Logger instance for the framework

Initialize the NEExT framework.

Parameters:

log_level (str) – Initial logging level (default: “INFO”)

__init__(log_level='INFO')[source]

Initialize the NEExT framework.

Parameters:

log_level (str) – Initial logging level (default: “INFO”)

set_log_level(level)[source]

Set the logging level for the framework.

Parameters:

level (str) – Logging level (“DEBUG”, “INFO”, “WARNING”, “ERROR”, “CRITICAL”)

Return type:

None

read_from_csv(edges_path, node_graph_mapping_path, graph_label_path=None, node_features_path=None, edge_features_path=None, graph_type='networkx', reindex_nodes=True, filter_largest_component=True, node_sample_rate=1.0)[source]

Read graph data from CSV files and return a graph collection.

Parameters:
  • edges_path (Union[str, Path]) – Path to edges CSV file (src_node_id, dest_node_id)

  • node_graph_mapping_path (Union[str, Path]) – Path to node-graph mapping CSV file (node_id, graph_id)

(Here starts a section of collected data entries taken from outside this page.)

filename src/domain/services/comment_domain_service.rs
use crate::domain::entities::Comment;

pub struct CommentDomainService;

impl CommentDomainService {
    /// Comment with the highest like count. The earliest one in `comments`
    /// wins a tie.
    pub fn most_liked(comments: &[Comment]) -> Option<&Comment> {
        comments.iter().fold(None, |best: Option<&Comment>, comment| match best {
            Some(current) if current.like_count() >= comment.like_count() => Some(current),
            _ => Some(comment),
        })
    }
}

#[cfg(test)]
mod tests {
    use super::*;
    use crate::domain::entities::{CommentProps, Entity};
    use crate::domain::value_objects::{CommentContent, PostId, UserId};

    fn comment(likes: usize) -> Comment {
        let mut comment = Comment::create(CommentProps::new(
            UserId::generate(),
            PostId::generate(),
            CommentContent::create("hi there").unwrap(),
        ))
        .unwrap();
        for _ in 0..likes {
            comment.increase_like_count();
        }
        comment
    }

    #[test]
    fn test_empty() {
        assert!(CommentDomainService::most_liked(&[]).is_none());
    }

    #[test]
    fn test_most_liked_prefers_first_on_tie() {
        let comments = vec![comment(1), comment(4), comment(4)];
        let best = CommentDomainService::most_liked(&comments).unwrap();
        assert!(best.is_equal(&comments[1]));
    }
}
//! User Service
//!
//! Registration and profile management. Value objects are built first so
//! malformed input fails before any repository call, then the uniqueness
//! guards run, then the write.

use std::sync::Arc;

use async_trait::async_trait;
use chrono::{DateTime, Utc};
use serde::Serialize;

use crate::application::interfaces::PasswordHasher;
use crate::domain::services::{EnsureAliasIsUnique, EnsureEmailIsUnique};
use crate::domain::{Alias, Email, Entity, Name, Password, User, UserId, UserProps, UserRepository};
use crate::shared::error::{AppError, ApplicationError};

/// User service trait
#[async_trait]
pub trait UserService: Send + Sync {
    /// Create an account
    async fn register(&self, dto: RegisterUserDto) -> Result<UserDto, AppError>;

    /// Change any subset of name, email, alias and password
    async fn update_profile(&self, user_id: &str, dto: UpdateProfileDto) -> Result<UserDto, AppError>;

    /// Get user by ID
    async fn get_user(&self, user_id: &str) -> Result<UserDto, AppError>;

    /// Get user by alias
    async fn get_user_by_alias(&self, alias: &str) -> Result<UserDto, AppError>;
}

/// User data transfer object
#[derive(Debug, Clone, PartialEq, Serialize)]
pub struct UserDto {
    pub id: String,
    pub name: String,
    pub email: String,
    pub alias: String,
    pub created_at: DateTime<Utc>,
    pub updated_at: DateTime<Utc>,
}

impl From<&User> for UserDto {
    fn from(user: &User) -> Self {
        Self {
            id: user.id().to_string(),
            name: user.name().to_string(),
            email: user.email().to_string(),
            alias: user.alias().to_string(),
            created_at: user.created_at(),
            updated_at: user.updated_at(),
        }
    }
}

/// Registration input
#[derive(Debug, Clone)]
pub struct RegisterUserDto {
    pub name: String,
    pub email: String,
    pub alias: String,
    pub password: String,
}

/// Update profile request
#[derive(Debug, Clone, Default)]
pub struct UpdateProfileDto {
    pub name: Option<String>,
    pub email: Option<String>,
    pub alias: Option<String>,
    pub password: Option<String>,
}

/// UserService implementation
pub struct UserServiceImpl<U>
where
    U: UserRepository,
{
    user_repo: Arc<U>,
    hasher: Arc<dyn PasswordHasher>,
    alias_guard: EnsureAliasIsUnique<U>,
    email_guard: EnsureEmailIsUnique<U>,
}

impl<U> UserServiceImpl<U>
where
    U: UserRepository,
{
    pub fn new(user_repo: Arc<U>, hasher: Arc<dyn PasswordHasher>) -> Self {
        Self {
            alias_guard: EnsureAliasIsUnique::new(Arc::clone(&user_repo)),
            email_guard: EnsureEmailIsUnique::new(Arc::clone(&user_repo)),
            user_repo,
            hasher,
        }
    }

    async fn find_user(&self, user_id: &UserId) -> Result<User, AppError> {
        self.user_repo
            .find_by_id(user_id)
            .await?
            .ok_or_else(|| ApplicationError::not_found(format!("User not found by id: {user_id}")).into())
    }
}

#[async_trait]
impl<U> UserService for UserServiceImpl<U>
where
    U: UserRepository + 'static,
{
    async fn register(&self, dto: RegisterUserDto) -> Result<UserDto, AppError> {
        let name = Name::create(&dto.name)?;
        let email = Email::create(&dto.email)?;
        let alias = Alias::create(&dto.alias)?;
        let password = Password::create(&dto.password)?;

        self.email_guard.assert_email_is_unique(&email, None).await?;
        self.alias_guard.assert_alias_is_unique(&alias, None).await?;

        let hash = self.hasher.hash(password.value())?;
        let user = User::create(UserProps {
            name,
            email,
            alias,
            password: Password::from_hash(hash),
        })?;

        self.user_repo.save(&user).await?;

        tracing::info!(user_id = %user.id(), alias = %user.alias(), "User registered");

        Ok(UserDto::from(&user))
    }

    async fn update_profile(&self, user_id: &str, dto: UpdateProfileDto) -> Result<UserDto, AppError> {
        let user_id = UserId::create(user_id)?;

        // Validate everything before the first lookup.
        let name = dto.name.as_deref().map(Name::create).transpose()?;
        let email = dto.email.as_deref().map(Email::create).transpose()?;
        let alias = dto.alias.as_deref().map(Alias::create).transpose()?;
        let password = dto.password.as_deref().map(Password::create).transpose()?;

        let mut user = self.find_user(&user_id).await?;
        // Guards exclude the stored row, not whatever spelling the caller sent.
        let stored_id = user.id().clone();

        if let Some(email) = email {
            self.email_guard
                .assert_email_is_unique(&email, Some(&stored_id))
                .await?;
            user.update_email(email);
        }

        if let Some(alias) = alias {
            self.alias_guard
                .assert_alias_is_unique(&alias, Some(&stored_id))
                .await?;
            user.update_alias(alias);
        }

        if let Some(name) = name {
            user.update_name(name);
        }

        if let Some(password) = password {
            let hash = self.hasher.hash(password.value())?;
            user.update_password(Password::from_hash(hash));
        }

        self.user_repo.update(&user).await?;

        tracing::info!(user_id = %user_id, "User profile updated");

        Ok(UserDto::from(&user))
    }

    async fn get_user(&self, user_id: &str) -> Result<UserDto, AppError> {
        let user_id = UserId::create(user_id)?;
        let user = self.find_user(&user_id).await?;

        Ok(UserDto::from(&user))
    }

    async fn get_user_by_alias(&self, alias: &str) -> Result<UserDto, AppError> {
        let alias = Alias::create(alias)?;
        let user = self
            .user_repo
            .find_by_alias(&alias)
            .await?
            .ok_or_else(|| ApplicationError::not_found(format!("User not found by alias: {alias}")))?;

        Ok(UserDto::from(&user))
    }
}
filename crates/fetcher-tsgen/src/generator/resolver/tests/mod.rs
mod clients;
mod common;
mod model_resolution;
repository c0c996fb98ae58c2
mod common;
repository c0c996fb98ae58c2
//! Orchestration for the OpenAPI to TypeScript generation pipeline.
//!
//! The pipeline is pure until the caller writes the returned files: build the
//! schema registry, resolve every named schema into a model, resolve clients
//! (minting synthetic request/response models), partition models into modules
//! by their resolved path, merge imports, and render file contents.

use indexmap::IndexMap;

use crate::generator::{
  ast::{ClientDefinition, GeneratedFile, ModelDefinition, ModuleDefinition},
  codegen::{render_clients_file, render_types_file},
  naming::module_info::resolve_model_info,
  resolver::{client_resolver::ClientResolver, dependencies::merge_dependencies, model_resolver::ModelResolver},
  schema_registry::SchemaRegistry,
};

pub struct Orchestrator {
  spec: oas3::Spec,
}

/// Statistics about one generation run.
#[derive(Debug, Default)]
pub struct GenerationStats {
  /// Models resolved from named schemas plus synthetic request/response
  /// models, excluding reference substitutions.
  pub models_resolved: usize,
  /// Schemas substituted with a well-known library import.
  pub reference_models: usize,
  pub clients_resolved: usize,
  pub endpoints_resolved: usize,
  pub modules_generated: usize,
  pub cycles_detected: usize,
  pub cycle_details: Vec<Vec<String>>,
  /// Non-fatal degradations collected during resolution.
  pub warnings: Vec<String>,
}

pub struct GenerationOutput {
  pub files: Vec<GeneratedFile>,
  pub stats: GenerationStats,
}

impl Orchestrator {
  pub fn new(spec: oas3::Spec) -> Self {
    Self { spec }
  }

  pub fn generate(&self) -> anyhow::Result<GenerationOutput> {
    let registry = SchemaRegistry::new(self.spec.clone());
    let model_resolver = ModelResolver::new(&registry);

    let mut models: Vec<(String, ModelDefinition)> = Vec::new();
    for (key, schema) in registry.schemas() {
      models.push((key.clone(), model_resolver.resolve(key, schema)));
    }

    let client_resolver = ClientResolver::new(&registry, &model_resolver);
    let resolution = client_resolver.resolve();
    models.extend(resolution.models);

    let mut stats = GenerationStats {
      cycles_detected: registry.cycles().len(),
      cycle_details: registry.cycles().to_vec(),
      ..GenerationStats::default()
    };

    let modules = partition_modules(models, &mut stats);
    let clients = group_clients(resolution.clients, &mut stats);

    let mut files = Vec::new();
    for module in modules.values() {
      files.push(render_types_file(module));
    }
    for (path, path_clients) in &clients {
      files.push(render_clients_file(path, path_clients));
    }

    stats.modules_generated = modules.len();
    stats.warnings = registry.take_warnings();

    Ok(GenerationOutput { files, stats })
  }
}

/// Groups models into one [`ModuleDefinition`] per resolved module path.
/// Keys that normalize to the same path intentionally share a file; module
/// order is first-seen order of the paths.
fn partition_modules(
  models: Vec<(String, ModelDefinition)>,
  stats: &mut GenerationStats,
) -> IndexMap<String, ModuleDefinition> {
  let mut modules: IndexMap<String, ModuleDefinition> = IndexMap::new();

  for (key, model) in models {
    if model.is_reference {
      stats.reference_models += 1;
      continue;
    }
    stats.models_resolved += 1;

    let path = resolve_model_info(&key).path;
    let module = modules
      .entry(path.clone())
      .or_insert_with(|| ModuleDefinition::new(path));
    merge_dependencies(&mut module.dependencies, model.dependencies.iter().cloned());
    module.models.push(model);
  }

  modules
}

fn group_clients(
  placed_clients: Vec<(String, ClientDefinition)>,
  stats: &mut GenerationStats,
) -> IndexMap<String, Vec<ClientDefinition>> {
  let mut grouped: IndexMap<String, Vec<ClientDefinition>> = IndexMap::new();

  for (path, client) in placed_clients {
    stats.clients_resolved += 1;
    stats.endpoints_resolved += client.endpoints.len();
    grouped.entry(path).or_default().push(client);
  }

  grouped
}
use std::sync::LazyLock;

use regex::Regex;

static METHOD_NAME_INVALID_RE: LazyLock<Regex> = LazyLock::new(|| Regex::new(r"[^A-Za-z0-9_$]").unwrap());

/// Converts a string into a `PascalCase` TypeScript identifier.
///
/// Words are split on hyphens, underscores, whitespace, dots, and existing
/// camel/Pascal boundaries (a new word starts before every uppercase letter).
/// Each word gets its first alphabetic character uppercased and the remainder
/// lowercased; leading non-alphabetic characters pass through unchanged, so
/// `"hello123-world"` becomes `"Hello123World"`.
pub fn pascal_case(input: &str) -> String {
  split_words(input).iter().map(|word| capitalize_word(word)).collect()
}

/// Uppercases only the first character, leaving the rest untouched.
///
/// Used for client naming (`cart` -> `Cart`), where the full `PascalCase`
/// tokenizer would mangle tag segments that are already cased.
pub fn capitalize(input: &str) -> String {
  let mut chars = input.chars();
  match chars.next() {
    None => String::new(),
    Some(first) => first.to_uppercase().collect::<String>() + chars.as_str(),
  }
}

/// Lowercases only the first character.
pub fn lower_first(input: &str) -> String {
  let mut chars = input.chars();
  match chars.next() {
    None => String::new(),
    Some(first) => first.to_lowercase().collect::<String>() + chars.as_str(),
  }
}

/// Sanitizes an `operationId` fragment into a TypeScript method name by
/// replacing every character outside `[a-zA-Z0-9_$]` with an underscore.
pub fn sanitize_method_name(name: &str) -> String {
  METHOD_NAME_INVALID_RE.replace_all(name, "_").into_owned()
}

/// Whether a property name can be emitted bare in a TypeScript interface,
/// or needs to be quoted.
pub fn is_valid_ts_identifier(name: &str) -> bool {
  let mut chars = name.chars();
  match chars.next() {
    None => false,
    Some(first) if !first.is_ascii_alphabetic() && first != '_' && first != '$' => false,
    Some(_) => chars.all(|c| c.is_ascii_alphanumeric() || c == '_' || c == '$'),
  }
}

fn split_words(input: &str) -> Vec<String> {
  let mut words = Vec::new();
  let mut current = String::new();

  for ch in input.chars() {
    if matches!(ch, '-' | '_' | '.') || ch.is_whitespace() {
      if !current.is_empty() {
        words.push(std::mem::take(&mut current));
      }
      continue;
    }
    if ch.is_uppercase() && !current.is_empty() {
      words.push(std::mem::take(&mut current));
    }
    current.push(ch);
  }

  if !current.is_empty() {
    words.push(current);
  }

  words
}

fn capitalize_word(word: &str) -> String {
  let mut out = String::with_capacity(word.len());
  let mut seen_alphabetic = false;

  for ch in word.chars() {
    if seen_alphabetic {
      out.extend(ch.to_lowercase());
    } else if ch.is_alphabetic() {
      seen_alphabetic = true;
      out.extend(ch.to_uppercase());
    } else {
      out.push(ch);
    }
  }

  out
}
use std::{
  ffi::OsStr,
  path::{Path, PathBuf},
};

use anyhow::Context;
use fmmap::tokio::{AsyncMmapFile, AsyncMmapFileExt};
use oas3::OpenApiV3Spec;

#[derive(Debug, Clone, Copy, PartialEq, Eq)]
pub enum SpecFormat {
  Json,
  Yaml,
}

impl SpecFormat {
  #[must_use]
  pub fn from_extension(ext: &str) -> Option<Self> {
    match ext {
      "json" => Some(Self::Json),
      "yaml" | "yml" => Some(Self::Yaml),
      _ => None,
    }
  }

  /// Infers the format from the document body when the extension is
  /// ambiguous. A `{`/`[` prefix or a successful JSON parse means JSON; a
  /// `-`/`%YAML` prefix, or a failed JSON parse of non-empty content, means
  /// YAML. Empty content is unrecoverable.
  pub fn sniff(content: &str) -> anyhow::Result<Self> {
    let trimmed = content.trim_start();
    if trimmed.is_empty() {
      anyhow::bail!("unable to infer file format from empty document");
    }
    if trimmed.starts_with('{') || trimmed.starts_with('[') {
      return Ok(Self::Json);
    }
    if trimmed.starts_with('-') || trimmed.starts_with("%YAML") {
      return Ok(Self::Yaml);
    }
    if serde_json::from_str::<serde_json::Value>(content).is_ok() {
      Ok(Self::Json)
    } else {
      Ok(Self::Yaml)
    }
  }
}

/// Memory-mapped OpenAPI document loader with extension-or-content format
/// inference. Parse failures are fatal and name the offending path.
pub struct SpecLoader {
  file: AsyncMmapFile,
  format: SpecFormat,
  path: PathBuf,
}

impl SpecLoader {
  pub async fn open(path: &Path) -> anyhow::Result<Self> {
    let file = AsyncMmapFile::open(path)
      .await
      .with_context(|| format!("failed to open spec file: {}", path.display()))?;

    let format = match path.extension().and_then(OsStr::to_str).and_then(SpecFormat::from_extension) {
      Some(format) => format,
      None => {
        let content = std::str::from_utf8(file.as_slice())
          .with_context(|| format!("spec file is not valid UTF-8: {}", path.display()))?;
        SpecFormat::sniff(content).with_context(|| format!("while reading {}", path.display()))?
      }
    };

    Ok(Self {
      file,
      format,
      path: path.to_path_buf(),
    })
  }

  pub fn format(&self) -> SpecFormat {
    self.format
  }

  pub fn parse(&self) -> anyhow::Result<oas3::Spec> {
    match self.format {
      SpecFormat::Json => serde_json::from_slice::<OpenApiV3Spec>(self.file.as_slice())
        .with_context(|| format!("failed to parse JSON spec: {}", self.path.display())),
      SpecFormat::Yaml => {
        let content = std::str::from_utf8(self.file.as_slice())
          .with_context(|| format!("spec file is not valid UTF-8: {}", self.path.display()))?;
        oas3::from_yaml(content).with_context(|| format!("failed to parse YAML spec: {}", self.path.display()))
      }
    }
  }
}
pub mod client_resolver;
pub mod dependencies;
pub mod model_resolver;
pub mod path_template;
pub mod type_resolver;

#[cfg(test)]
mod tests;

pub(crate) const JSON_CONTENT_TYPE: &str = "application/json";
pub(crate) const SUCCESS_STATUS: &str = "200";
pub(crate) const REQUEST_SUFFIX: &str = "Request";
pub(crate) const RESPONSE_SUFFIX: &str = "Response";
pub(crate) const CLIENT_SUFFIX: &str = "Client";

/// TypeScript's escape hatch, used wherever a schema is too underspecified
/// or a reference too broken to produce a real type.
pub(crate) const TS_ANY: &str = "any";
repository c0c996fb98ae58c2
use super::models::DependencyDefinition;

/// The eight HTTP methods an OpenAPI path item can carry, in the priority
/// order operations are visited when several exist on one path.
#[derive(Debug, Clone, Copy, PartialEq, Eq)]
pub enum HttpMethod {
  Get,
  Put,
  Post,
  Delete,
  Options,
  Head,
  Patch,
  Trace,
}

impl HttpMethod {
  pub const ALL: [Self; 8] = [
    Self::Get,
    Self::Put,
    Self::Post,
    Self::Delete,
    Self::Options,
    Self::Head,
    Self::Patch,
    Self::Trace,
  ];

  pub const fn as_str(self) -> &'static str {
    match self {
      Self::Get => "GET",
      Self::Put => "PUT",
      Self::Post => "POST",
      Self::Delete => "DELETE",
      Self::Options => "OPTIONS",
      Self::Head => "HEAD",
      Self::Patch => "PATCH",
      Self::Trace => "TRACE",
    }
  }
}

/// One generated client method, derived from a `(path, method)` pair.
///
/// `request_body` and `response` hold resolved type names, not schemas.
#[derive(Debug, Clone)]
pub struct EndpointDefinition {
  pub name: String,
  pub method: HttpMethod,
  pub path: String,
  pub request_body: Option<String>,
  pub response: Option<String>,
  pub dependencies: Vec<DependencyDefinition>,
}

/// One client interface per primary tag; first occurrence of a tag wins the
/// grouping slot.
#[derive(Debug, Clone)]
pub struct ClientDefinition {
  pub name: String,
  pub endpoints: Vec<EndpointDefinition>,
}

  • graph_label_path (Union[str, Path, None]) – Optional path to graph labels CSV file (graph_id, graph_label)

  • node_features_path (Union[str, Path, None]) – Optional path to node features CSV file

  • edge_features_path (Union[str, Path, None]) – Optional path to edge features CSV file

  • graph_type (str) – Backend to use (“networkx” or “igraph”). Defaults to “networkx”

  • reindex_nodes (bool) – Whether to reindex nodes to start from 0 (default: True)

  • filter_largest_component (bool) – Whether to keep only the largest connected component of each graph (default: True)

  • node_sample_rate (float) – Rate at which to sample nodes from each graph (default: 1.0). Must be between 0 and 1.

Returns:

Collection of graphs loaded from CSV files

Return type:

GraphCollection

get_collection_info(graph_collection)[source]

Get basic information about a graph collection.

This method is deprecated. Use graph_collection.describe() instead.

Parameters:

graph_collection (GraphCollection) – The graph collection to get information about

Returns:

Dictionary containing collection information

Return type:

dict

compute_node_features(graph_collection, feature_list, feature_vector_length=3, normalize_features=True, show_progress=True, n_jobs=-1, my_feature_methods=None)[source]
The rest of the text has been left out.